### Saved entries

+ + +

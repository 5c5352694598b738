// SPDX-License-Identifier: MPL-2.0
use std::fmt;

#[derive(Debug, Clone, PartialEq, Eq)]
pub enum Error {
    /// A request to the Lazy Photos API failed. Carries the most specific
    /// message available (server-provided, else a per-operation fallback).
    Api(String),
    Config(String),
    Io(String),
}

impl fmt::Display for Error {
    fn fmt(&self, f: &mut fmt::Formatter<'_>) -> fmt::Result {
        match self {
            Error::Api(e) => write!(f, "{}", e),
            Error::Config(e) => write!(f, "Config Error: {}", e),
            Error::Io(e) => write!(f, "I/O Error: {}", e),
        }
    }
}

impl std::error::Error for Error {}

impl From<std::io::Error> for Error {
    fn from(err: std::io::Error) -> Self {
        Error::Io(err.to_string())
    }
}

impl From<toml::de::Error> for Error {
    fn from(err: toml::de::Error) -> Self {
        Error::Config(err.to_string())
    }
}

impl From<toml::ser::Error> for Error {
    fn from(err: toml::ser::Error) -> Self {
        Error::Config(err.to_string())
    }
}

pub type Result<T> = std::result::Result<T, Error>;

#[cfg(test)]
mod tests {
    use super::*;

    #[test]
    fn display_passes_api_message_through_verbatim() {
        let err = Error::Api("Failed to upload photo".to_string());
        assert_eq!(format!("{}", err), "Failed to upload photo");
    }

    #[test]
    fn display_formats_io_error() {
        let err = Error::Io("disk failure".to_string());
        assert_eq!(format!("{}", err), "I/O Error: disk failure");
    }

    #[test]
    fn from_io_error_produces_io_variant() {
        let io_error = std::io::Error::other("boom");
        let err: Error = io_error.into();
        match err {
            Error::Io(message) => assert!(message.contains("boom")),
            _ => panic!("expected Io variant"),
        }
    }

    #[test]
    fn config_error_formats_properly() {
        let err = Error::Config("bad field".into());
        assert_eq!(format!("{}", err), "Config Error: bad field");
    }
}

+ + +

### Problem to solve
Read the data above. Pull out each line in which the string "failure" appears.

### Answer box
        let err = Error::Io("disk failure".to_string());
        assert_eq!(format!("{}", err), "I/O Error: disk failure");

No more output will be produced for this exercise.